Quattro anni fa c’era un progetto, oggi è rimasto un generico
invito ad andare avanti senza certezze e con nemmeno troppe speranze su cosa ci
sia al termine del cammino. Verrebbe voglia di dire che il Presidente si muove
sulle orme di Jimmy Carter. Con la bella differenza che Carter non aveva un
Bill Clinton a risolvergli la convention (e il bounce degli ultimi giorni lo
dimostra) e soprattutto aveva Ronald Reagan dall’altro lato della barricata.
Ma se “Forward” non è esattamente un messaggio che mobilita
le masse, l’altro giorno dalla Casa Bianca ne è venuto fuori
(involontariamente) uno anche peggiore.
Obama, commentando gli aggiornamenti di agosto sulla disoccupazione
(96,000 occupati in più, un dato accolto in modo bipartisan come deludente), ha
affermato che si tratta comunque di un segno di progresso, ma non ha potuto sottrarsi dall'ammettere che “We know
it's not good enough” (“Sappiamo che non è abbastanza”).
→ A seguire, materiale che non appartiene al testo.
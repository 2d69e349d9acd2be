//! Error types for the B2BRouter client.
//!
//! Failures fall into three disjoint families:
//! - [`Error::Api`] - the server answered with a status of 400 or above. The
//!   attached [`ApiError`] carries exactly one [`ApiErrorKind`].
//! - transport failures ([`Error::Connection`], [`Error::Tls`],
//!   [`Error::Timeout`]) - no HTTP response was received at all.
//! - local failures (validation, serialization, configuration) - reported
//!   before anything is sent.

use std::collections::HashMap;

use bytes::Bytes;
use derive_more::{Display, Error, From};
use serde_json::Value;

// ============================================================================
// API Error Taxonomy
// ============================================================================

/// Kind of failure reported by the API, chosen from the HTTP status alone.
#[derive(Debug, Clone, Copy, PartialEq, Eq, Hash, Display)]
pub enum ApiErrorKind {
    /// 400 or 422: the request was malformed or failed validation.
    #[display("invalid request")]
    InvalidRequest,
    /// 401: missing or wrong API key.
    #[display("authentication failed")]
    Authentication,
    /// 403: the API key may not access this resource.
    #[display("permission denied")]
    Permission,
    /// 404: the resource (or the requested document format) does not exist.
    #[display("resource not found")]
    NotFound,
    /// Any other status of 400 or above.
    #[display("API error")]
    Api,
}

impl ApiErrorKind {
    /// Statuses with a dedicated kind. Anything else at or above 400 is [`ApiErrorKind::Api`].
    pub const STATUS_TABLE: [(u16, Self); 5] = [
        (400, Self::InvalidRequest),
        (422, Self::InvalidRequest),
        (401, Self::Authentication),
        (403, Self::Permission),
        (404, Self::NotFound),
    ];

    /// Select the error kind for a status code.
    ///
    /// Returns `None` for statuses below 400, which are successes.
    #[must_use]
    pub fn from_status(status: u16) -> Option<Self> {
        if status < 400 {
            return None;
        }
        Some(
            Self::STATUS_TABLE
                .iter()
                .find(|(code, _)| *code == status)
                .map_or(Self::Api, |(_, kind)| *kind),
        )
    }
}

/// Failure response returned by the B2BRouter API.
///
/// Keeps everything the server sent so callers can branch on details without
/// re-reading the body.
#[derive(Debug, Clone, Display, Error)]
#[display("{kind} (HTTP {status}): {message}")]
pub struct ApiError {
    pub(crate) kind: ApiErrorKind,
    pub(crate) message: String,
    pub(crate) status: u16,
    pub(crate) body: Bytes,
    pub(crate) json_body: Option<Value>,
    pub(crate) headers: HashMap<String, String>,
}

impl ApiError {
    /// Error kind.
    #[must_use]
    pub const fn kind(&self) -> ApiErrorKind {
        self.kind
    }

    /// Human-readable message extracted from the response.
    #[must_use]
    pub fn message(&self) -> &str {
        &self.message
    }

    /// HTTP status code.
    #[must_use]
    pub const fn status(&self) -> u16 {
        self.status
    }

    /// Raw response body.
    #[must_use]
    pub const fn body(&self) -> &Bytes {
        &self.body
    }

    /// Response body decoded as JSON, when it was valid JSON.
    #[must_use]
    pub const fn json_body(&self) -> Option<&Value> {
        self.json_body.as_ref()
    }

    /// Response headers.
    #[must_use]
    pub fn headers(&self) -> &HashMap<String, String> {
        &self.headers
    }

    /// Single response header by name, compared case-insensitively.
    #[must_use]
    pub fn header(&self, name: &str) -> Option<&str> {
        self.headers
            .iter()
            .find(|(key, _)| key.eq_ignore_ascii_case(name))
            .map(|(_, value)| value.as_str())
    }

    /// Decode the raw body into a caller-defined error type.
    ///
    /// # Errors
    ///
    /// Returns an error if the body does not deserialize into `T`.
    pub fn decode_body<T: serde::de::DeserializeOwned>(&self) -> Result<T> {
        crate::from_json(&self.body)
    }
}

// ============================================================================
// Error Type
// ============================================================================

/// Main error type for B2BRouter operations.
#[derive(Debug, Display, Error, From)]
pub enum Error {
    /// The API answered with a status of 400 or above.
    #[display("{_0}")]
    #[from]
    Api(#[error(not(source))] ApiError),

    /// Network/connection errors.
    #[display("connection error: {_0}")]
    #[from(skip)]
    Connection(#[error(not(source))] String),

    /// TLS/SSL errors.
    #[display("TLS error: {_0}")]
    #[from(skip)]
    Tls(#[error(not(source))] String),

    /// Request timeout.
    #[display("request timeout")]
    #[from(skip)]
    Timeout,

    /// The request was rejected locally before being sent.
    #[display("invalid request: {_0}")]
    #[from(skip)]
    Validation(#[error(not(source))] String),

    /// Client configuration is missing or invalid.
    #[display("configuration error: {_0}")]
    #[from(skip)]
    Config(#[error(not(source))] String),

    /// JSON serialization error.
    #[display("JSON serialization error: {_0}")]
    #[from]
    JsonSerialization(serde_json::Error),

    /// JSON deserialization error with path context.
    #[display("JSON deserialization error at '{path}': {message}")]
    #[from(skip)]
    JsonDeserialization {
        /// JSON path to the error (e.g., "invoice.contact.name").
        path: String,
        /// Error message.
        message: String,
    },

    /// URL parsing error.
    #[display("invalid URL: {_0}")]
    #[from]
    InvalidUrl(url::ParseError),
}

/// Result type alias using [`crate::Error`].
pub type Result<T> = std::result::Result<T, Error>;

impl Error {
    /// Create a connection error.
    #[must_use]
    pub fn connection(message: impl Into<String>) -> Self {
        Self::Connection(message.into())
    }

    /// Create a TLS error.
    #[must_use]
    pub fn tls(message: impl Into<String>) -> Self {
        Self::Tls(message.into())
    }

    /// Create a local validation error.
    #[must_use]
    pub fn validation(message: impl Into<String>) -> Self {
        Self::Validation(message.into())
    }

    /// Create a configuration error.
    #[must_use]
    pub fn config(message: impl Into<String>) -> Self {
        Self::Config(message.into())
    }

    /// Create a JSON deserialization error with path context.
    #[must_use]
    pub fn json_deserialization(path: impl Into<String>, message: impl Into<String>) -> Self {
        Self::JsonDeserialization {
            path: path.into(),
            message: message.into(),
        }
    }

    /// The API error, if the server answered with a failure status.
    #[must_use]
    pub const fn api_error(&self) -> Option<&ApiError> {
        match self {
            Self::Api(api) => Some(api),
            _ => None,
        }
    }

    /// The API error kind, if the server answered with a failure status.
    #[must_use]
    pub const fn kind(&self) -> Option<ApiErrorKind> {
        match self {
            Self::Api(api) => Some(api.kind),
            _ => None,
        }
    }

    /// Returns the HTTP status code if this is an API error.
    #[must_use]
    pub const fn status(&self) -> Option<u16> {
        match self {
            Self::Api(api) => Some(api.status),
            _ => None,
        }
    }

    /// Returns `true` if no HTTP response was received.
    #[must_use]
    pub const fn is_transport(&self) -> bool {
        matches!(self, Self::Connection(_) | Self::Tls(_) | Self::Timeout)
    }

    /// Returns `true` if this is a timeout error.
    #[must_use]
    pub const fn is_timeout(&self) -> bool {
        matches!(self, Self::Timeout)
    }

    /// Returns `true` if this is a connection error.
    #[must_use]
    pub const fn is_connection(&self) -> bool {
        matches!(self, Self::Connection(_))
    }

    /// Returns `true` if the API reported the resource as not found.
    #[must_use]
    pub fn is_not_found(&self) -> bool {
        self.kind() == Some(ApiErrorKind::NotFound)
    }

    /// Returns the response body if this is an API error.
    #[must_use]
    pub fn body(&self) -> Option<&Bytes> {
        self.api_error().map(ApiError::body)
    }

    /// Returns the decoded JSON body if this is an API error with a JSON body.
    #[must_use]
    pub fn json_body(&self) -> Option<&Value> {
        self.api_error().and_then(ApiError::json_body)
    }

    /// Try to decode the API error body into a caller-defined type.
    ///
    /// Returns `None` if this is not an API error.
    pub fn decode_body<T: serde::de::DeserializeOwned>(&self) -> Option<Result<T>> {
        self.api_error().map(ApiError::decode_body)
    }
}
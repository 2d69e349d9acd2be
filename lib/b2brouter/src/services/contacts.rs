use std::fmt::Display;

use serde_json::Value;

use super::segment;
use crate::{ApiResource, HttpClient, Method, Params, RequestOptions, Result};

/// Contact endpoints.
#[derive(Debug)]
pub struct Contacts<'a, C> {
    resource: &'a ApiResource<C>,
}

impl<'a, C> Contacts<'a, C> {
    pub(crate) const fn new(resource: &'a ApiResource<C>) -> Self {
        Self { resource }
    }
}

impl<C: HttpClient> Contacts<'_, C> {
    /// Create a contact in `account_id`.
    ///
    /// # Errors
    ///
    /// Returns an error if the request fails or the API rejects it.
    pub async fn create(&self, account_id: impl Display, params: &Params) -> Result<Value> {
        let path = format!("/accounts/{}/contacts", segment(account_id));
        self.call(Method::Post, &path, params).await
    }

    /// Retrieve a single contact.
    ///
    /// # Errors
    ///
    /// Returns an error if the request fails or the API rejects it.
    pub async fn retrieve(&self, id: impl Display) -> Result<Value> {
        let path = format!("/contacts/{}", segment(id));
        self.call(Method::Get, &path, &Params::new()).await
    }

    /// Update a contact.
    ///
    /// # Errors
    ///
    /// Returns an error if the request fails or the API rejects it.
    pub async fn update(&self, id: impl Display, params: &Params) -> Result<Value> {
        let path = format!("/contacts/{}", segment(id));
        self.call(Method::Put, &path, params).await
    }

    /// Delete a contact.
    ///
    /// # Errors
    ///
    /// Returns an error if the request fails or the API rejects it.
    pub async fn delete(&self, id: impl Display) -> Result<Value> {
        let path = format!("/contacts/{}", segment(id));
        self.call(Method::Delete, &path, &Params::new()).await
    }

    /// List contacts of `account_id`.
    ///
    /// # Errors
    ///
    /// Returns an error if the request fails or the API rejects it.
    pub async fn list(&self, account_id: impl Display, params: &Params) -> Result<Value> {
        let path = format!("/accounts/{}/contacts", segment(account_id));
        self.call(Method::Get, &path, params).await
    }

    async fn call(&self, method: Method, path: &str, params: &Params) -> Result<Value> {
        self.resource
            .request(method, path, params, &RequestOptions::default())
            .await
    }
}
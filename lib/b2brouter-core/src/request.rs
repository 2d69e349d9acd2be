//! HTTP request descriptors.
//!
//! Use [`Request::builder`] to construct requests with headers, query parameters,
//! a body and a timeout. A built [`Request`] is immutable; the pipeline builds a
//! fresh one for every call.
//!
//! # Example
//!
//! ```
//! use b2brouter_core::{Request, Method};
//! use bytes::Bytes;
//! use std::time::Duration;
//!
//! let request = Request::<Bytes>::builder(Method::Get, "https://api.example.com/invoices".parse().unwrap())
//!     .header("Accept", "application/json")
//!     .query_pairs([("page".to_string(), "1".to_string())])
//!     .timeout(Duration::from_secs(10))
//!     .build();
//!
//! assert_eq!(request.url().as_str(), "https://api.example.com/invoices?page=1");
//! ```

use std::collections::HashMap;
use std::time::Duration;

use bytes::Bytes;

use crate::Method;

/// An HTTP request with method, URL, headers, optional body and timeout.
#[derive(Debug, Clone)]
pub struct Request<B = Bytes> {
    method: Method,
    url: url::Url,
    headers: HashMap<String, String>,
    body: Option<B>,
    timeout: Option<Duration>,
}

impl<B> Request<B> {
    /// Creates a new [`RequestBuilder`].
    #[must_use]
    pub fn builder(method: Method, url: url::Url) -> RequestBuilder<B> {
        RequestBuilder::new(method, url)
    }

    /// HTTP method.
    #[must_use]
    pub const fn method(&self) -> Method {
        self.method
    }

    /// Request URL.
    #[must_use]
    pub fn url(&self) -> &url::Url {
        &self.url
    }

    /// Request headers.
    #[must_use]
    pub fn headers(&self) -> &HashMap<String, String> {
        &self.headers
    }

    /// Single header value by name.
    #[must_use]
    pub fn header(&self, name: &str) -> Option<&str> {
        self.headers.get(name).map(String::as_str)
    }

    /// Request body.
    #[must_use]
    pub const fn body(&self) -> Option<&B> {
        self.body.as_ref()
    }

    /// Per-request timeout the transport must honor, if any.
    #[must_use]
    pub const fn timeout(&self) -> Option<Duration> {
        self.timeout
    }

    /// Consume into (method, url, headers, body, timeout).
    #[must_use]
    pub fn into_parts(
        self,
    ) -> (
        Method,
        url::Url,
        HashMap<String, String>,
        Option<B>,
        Option<Duration>,
    ) {
        (self.method, self.url, self.headers, self.body, self.timeout)
    }
}

/// Builder for constructing [`Request`] instances.
#[derive(Debug, Clone)]
pub struct RequestBuilder<B = Bytes> {
    method: Method,
    url: url::Url,
    headers: HashMap<String, String>,
    body: Option<B>,
    timeout: Option<Duration>,
}

impl<B> RequestBuilder<B> {
    /// Creates a new builder.
    #[must_use]
    pub fn new(method: Method, url: url::Url) -> Self {
        Self {
            method,
            url,
            headers: HashMap::new(),
            body: None,
            timeout: None,
        }
    }

    /// Sets a header.
    #[must_use]
    pub fn header(mut self, name: impl Into<String>, value: impl Into<String>) -> Self {
        self.headers.insert(name.into(), value.into());
        self
    }

    /// Appends multiple query parameters to the URL.
    ///
    /// An empty iterator leaves the URL untouched (no dangling `?`).
    #[must_use]
    pub fn query_pairs(mut self, pairs: impl IntoIterator<Item = (String, String)>) -> Self {
        let mut pairs = pairs.into_iter().peekable();
        if pairs.peek().is_some() {
            let mut query = self.url.query_pairs_mut();
            for (name, value) in pairs {
                query.append_pair(&name, &value);
            }
        }
        self
    }

    /// Sets the request body.
    #[must_use]
    pub fn body(mut self, body: B) -> Self {
        self.body = Some(body);
        self
    }

    /// Sets the timeout for this request.
    #[must_use]
    pub const fn timeout(mut self, timeout: Duration) -> Self {
        self.timeout = Some(timeout);
        self
    }

    /// Builds the [`Request`].
    #[must_use]
    pub fn build(self) -> Request<B> {
        Request {
            method: self.method,
            url: self.url,
            headers: self.headers,
            body: self.body,
            timeout: self.timeout,
        }
    }
}

impl RequestBuilder<Bytes> {
    /// Set a JSON body.
    ///
    /// # Errors
    ///
    /// Returns an error if serialization fails.
    pub fn json<T: serde::Serialize>(self, value: &T) -> crate::Result<Self> {
        let body = crate::to_json(value)?;
        Ok(self
            .header("Content-Type", crate::ContentType::Json.as_str())
            .body(body))
    }
}
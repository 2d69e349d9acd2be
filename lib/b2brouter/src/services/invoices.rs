use std::fmt::Display;

use bytes::Bytes;
use serde_json::Value;

use super::{DocumentFormat, segment};
use crate::{ApiResource, HttpClient, Method, Params, RequestOptions, Result};

/// Invoice endpoints.
///
/// Obtained from [`B2BRouterClient::invoices`](crate::B2BRouterClient::invoices).
#[derive(Debug)]
pub struct Invoices<'a, C> {
    resource: &'a ApiResource<C>,
}

impl<'a, C> Invoices<'a, C> {
    pub(crate) const fn new(resource: &'a ApiResource<C>) -> Self {
        Self { resource }
    }
}

impl<C: HttpClient> Invoices<'_, C> {
    /// Create an invoice in `account_id`.
    ///
    /// # Errors
    ///
    /// Returns an error if the request fails or the API rejects it.
    pub async fn create(&self, account_id: impl Display, params: &Params) -> Result<Value> {
        let path = format!("/accounts/{}/invoices", segment(account_id));
        self.call(Method::Post, &path, params).await
    }

    /// Retrieve a single invoice.
    ///
    /// # Errors
    ///
    /// Returns an error if the request fails or the API rejects it.
    pub async fn retrieve(&self, id: impl Display, params: &Params) -> Result<Value> {
        let path = format!("/invoices/{}", segment(id));
        self.call(Method::Get, &path, params).await
    }

    /// Update an invoice.
    ///
    /// # Errors
    ///
    /// Returns an error if the request fails or the API rejects it.
    pub async fn update(&self, id: impl Display, params: &Params) -> Result<Value> {
        let path = format!("/invoices/{}", segment(id));
        self.call(Method::Put, &path, params).await
    }

    /// Delete an invoice.
    ///
    /// # Errors
    ///
    /// Returns an error if the request fails or the API rejects it.
    pub async fn delete(&self, id: impl Display) -> Result<Value> {
        let path = format!("/invoices/{}", segment(id));
        self.call(Method::Delete, &path, &Params::new()).await
    }

    /// List invoices of `account_id`; `params` become query filters.
    ///
    /// # Errors
    ///
    /// Returns an error if the request fails or the API rejects it.
    pub async fn list(&self, account_id: impl Display, params: &Params) -> Result<Value> {
        let path = format!("/accounts/{}/invoices", segment(account_id));
        self.call(Method::Get, &path, params).await
    }

    /// Send an invoice to its recipient.
    ///
    /// # Errors
    ///
    /// Returns an error if the request fails or the API rejects it.
    pub async fn send(&self, id: impl Display) -> Result<Value> {
        let path = format!("/invoices/send_invoice/{}", segment(id));
        self.call(Method::Post, &path, &Params::new()).await
    }

    /// Download an invoice rendered in `format`.
    ///
    /// The format identifier is used both in the path and as `Accept`.
    ///
    /// # Errors
    ///
    /// Returns an error if the request fails or the API rejects it. A format
    /// the account does not support yields a not-found API error.
    pub async fn download_as(
        &self,
        id: impl Display,
        format: impl Into<DocumentFormat>,
        params: &Params,
    ) -> Result<Bytes> {
        let format = format.into();
        let path = format!("/invoices/{}/as/{}", segment(id), segment(&format));
        self.resource
            .request_binary(
                Method::Get,
                &path,
                format.as_str(),
                params,
                &RequestOptions::default(),
            )
            .await
    }

    /// Download an invoice as PDF.
    ///
    /// # Errors
    ///
    /// See [`Invoices::download_as`].
    pub async fn download_pdf(&self, id: impl Display, params: &Params) -> Result<Bytes> {
        self.download_as(id, DocumentFormat::PdfInvoice, params).await
    }

    async fn call(&self, method: Method, path: &str, params: &Params) -> Result<Value> {
        self.resource
            .request(method, path, params, &RequestOptions::default())
            .await
    }
}
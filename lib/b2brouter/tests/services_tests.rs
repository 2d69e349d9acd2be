//! Endpoint service tests against a wiremock server.

use assert2::{check, let_assert};
use b2brouter::{
    ApiErrorKind, B2BRouterClient, ClientConfig, DocumentFormat, Error, HyperClient, Params,
    to_params,
};
use serde_json::json;
use wiremock::{
    Mock, MockServer, ResponseTemplate,
    matchers::{body_json, header, method, path, query_param},
};

fn client_for(server: &MockServer) -> B2BRouterClient {
    let config = ClientConfig::builder()
        .api_key("test-key")
        .api_base(server.uri())
        .build()
        .expect("config");
    B2BRouterClient::with_transport(config, HyperClient::new())
}

fn params(value: serde_json::Value) -> Params {
    to_params(&value).expect("params")
}

#[tokio::test]
async fn invoices_create_posts_to_account() {
    let mock_server = MockServer::start().await;
    let payload = json!({
        "invoice": { "number": "INV-2025-0001", "currency": "EUR" },
        "send_after_import": false
    });

    Mock::given(method("POST"))
        .and(path("/accounts/211162/invoices"))
        .and(body_json(&payload))
        .respond_with(
            ResponseTemplate::new(201)
                .set_body_json(json!({ "id": 77, "number": "INV-2025-0001", "state": "new" })),
        )
        .expect(1)
        .mount(&mock_server)
        .await;

    let client = client_for(&mock_server);
    let invoice = client
        .invoices()
        .create("211162", &params(payload))
        .await
        .expect("invoice");

    check!(invoice["id"] == 77);
    check!(invoice["state"] == "new");
}

#[tokio::test]
async fn invoices_crud_paths() {
    let mock_server = MockServer::start().await;

    Mock::given(method("GET"))
        .and(path("/invoices/77"))
        .and(query_param("include", "lines"))
        .respond_with(ResponseTemplate::new(200).set_body_json(json!({ "id": 77 })))
        .expect(1)
        .mount(&mock_server)
        .await;
    Mock::given(method("PUT"))
        .and(path("/invoices/77"))
        .and(body_json(json!({ "invoice": { "extra_info": "paid" } })))
        .respond_with(ResponseTemplate::new(200).set_body_json(json!({ "id": 77 })))
        .expect(1)
        .mount(&mock_server)
        .await;
    Mock::given(method("DELETE"))
        .and(path("/invoices/77"))
        .respond_with(ResponseTemplate::new(204))
        .expect(1)
        .mount(&mock_server)
        .await;
    Mock::given(method("POST"))
        .and(path("/invoices/send_invoice/77"))
        .respond_with(ResponseTemplate::new(200).set_body_json(json!({ "state": "sent" })))
        .expect(1)
        .mount(&mock_server)
        .await;

    let client = client_for(&mock_server);
    let invoices = client.invoices();

    let retrieved = invoices
        .retrieve(77, &params(json!({ "include": "lines" })))
        .await
        .expect("retrieve");
    check!(retrieved["id"] == 77);

    invoices
        .update(77, &params(json!({ "invoice": { "extra_info": "paid" } })))
        .await
        .expect("update");

    let deleted = invoices.delete(77).await.expect("delete");
    check!(deleted == json!({}));

    let sent = invoices.send(77).await.expect("send");
    check!(sent["state"] == "sent");
}

#[tokio::test]
async fn invoices_list_encodes_nested_filters() {
    let mock_server = MockServer::start().await;

    Mock::given(method("GET"))
        .and(path("/accounts/211162/invoices"))
        .and(query_param("filter[state]", "sent"))
        .and(query_param("archived", "0"))
        .respond_with(ResponseTemplate::new(200).set_body_json(json!({ "invoices": [] })))
        .expect(1)
        .mount(&mock_server)
        .await;

    let client = client_for(&mock_server);
    let list = client
        .invoices()
        .list(
            211_162,
            &params(json!({ "filter": { "state": "sent" }, "archived": false })),
        )
        .await
        .expect("list");

    check!(list["invoices"] == json!([]));
}

#[tokio::test]
async fn invoices_download_formats() {
    let mock_server = MockServer::start().await;

    Mock::given(method("GET"))
        .and(path("/invoices/77/as/pdf.invoice"))
        .and(header("Accept", "pdf.invoice"))
        .respond_with(ResponseTemplate::new(200).set_body_raw(b"%PDF".to_vec(), "application/pdf"))
        .expect(1)
        .mount(&mock_server)
        .await;
    Mock::given(method("GET"))
        .and(path("/invoices/77/as/xml.ubl.invoice.bis3"))
        .and(header("Accept", "xml.ubl.invoice.bis3"))
        .respond_with(ResponseTemplate::new(200).set_body_raw(b"<Invoice/>".to_vec(), "application/xml"))
        .expect(1)
        .mount(&mock_server)
        .await;
    Mock::given(method("GET"))
        .and(path("/invoices/77/as/xml.facturae.3.2.2"))
        .respond_with(
            ResponseTemplate::new(404)
                .set_body_json(json!({ "error": "Format not available for this invoice" })),
        )
        .mount(&mock_server)
        .await;

    let client = client_for(&mock_server);
    let invoices = client.invoices();

    let pdf = invoices
        .download_pdf(77, &Params::new())
        .await
        .expect("pdf");
    check!(&pdf[..] == b"%PDF");

    let ubl = invoices
        .download_as(77, DocumentFormat::UblBis3, &Params::new())
        .await
        .expect("ubl");
    check!(&ubl[..] == b"<Invoice/>");

    let err = invoices
        .download_as(77, "xml.facturae.3.2.2", &Params::new())
        .await
        .expect_err("facturae");
    check!(err.is_not_found());
    let_assert!(Error::Api(api) = err);
    check!(api.message() == "Format not available for this invoice");
}

#[tokio::test]
async fn ids_are_escaped_as_single_segment() {
    let mock_server = MockServer::start().await;

    Mock::given(method("GET"))
        .and(path("/contacts/a%2Fb"))
        .respond_with(ResponseTemplate::new(200).set_body_json(json!({ "id": "a/b" })))
        .expect(1)
        .mount(&mock_server)
        .await;

    let client = client_for(&mock_server);
    let contact = client.contacts().retrieve("a/b").await.expect("contact");

    check!(contact["id"] == "a/b");
}

#[tokio::test]
async fn contacts_endpoints() {
    let mock_server = MockServer::start().await;

    Mock::given(method("POST"))
        .and(path("/accounts/211162/contacts"))
        .and(body_json(json!({ "contact": { "name": "Acme Corporation" } })))
        .respond_with(ResponseTemplate::new(201).set_body_json(json!({ "id": 5 })))
        .expect(1)
        .mount(&mock_server)
        .await;
    Mock::given(method("GET"))
        .and(path("/accounts/211162/contacts"))
        .and(query_param("limit", "10"))
        .respond_with(ResponseTemplate::new(200).set_body_json(json!({ "contacts": [] })))
        .expect(1)
        .mount(&mock_server)
        .await;
    Mock::given(method("PUT"))
        .and(path("/contacts/5"))
        .respond_with(ResponseTemplate::new(200).set_body_json(json!({ "id": 5 })))
        .expect(1)
        .mount(&mock_server)
        .await;
    Mock::given(method("DELETE"))
        .and(path("/contacts/5"))
        .respond_with(ResponseTemplate::new(401).set_body_json(json!({ "message": "Invalid API key" })))
        .expect(1)
        .mount(&mock_server)
        .await;

    let client = client_for(&mock_server);
    let contacts = client.contacts();

    let created = contacts
        .create(
            "211162",
            &params(json!({ "contact": { "name": "Acme Corporation" } })),
        )
        .await
        .expect("create");
    check!(created["id"] == 5);

    let list = contacts
        .list("211162", &params(json!({ "limit": 10 })))
        .await
        .expect("list");
    check!(list["contacts"] == json!([]));

    contacts
        .update(5, &params(json!({ "contact": { "city": "Madrid" } })))
        .await
        .expect("update");

    let err = contacts.delete(5).await.expect_err("401");
    check!(err.kind() == Some(ApiErrorKind::Authentication));
    check!(err.to_string() == "authentication failed (HTTP 401): Invalid API key");
}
Se fossi nei panni del comitato elettorale di Romney non mi
farei scappare l’occasione di prendere al volo la citazione e fare di “Not Good
Enough” uno dei tormentoni dell'offensiva cartellonistica e non solo che invaderà le città e le tv degli USA nei prossimi 60 giorni.
Sui paraurti d’America farebbe un figurone.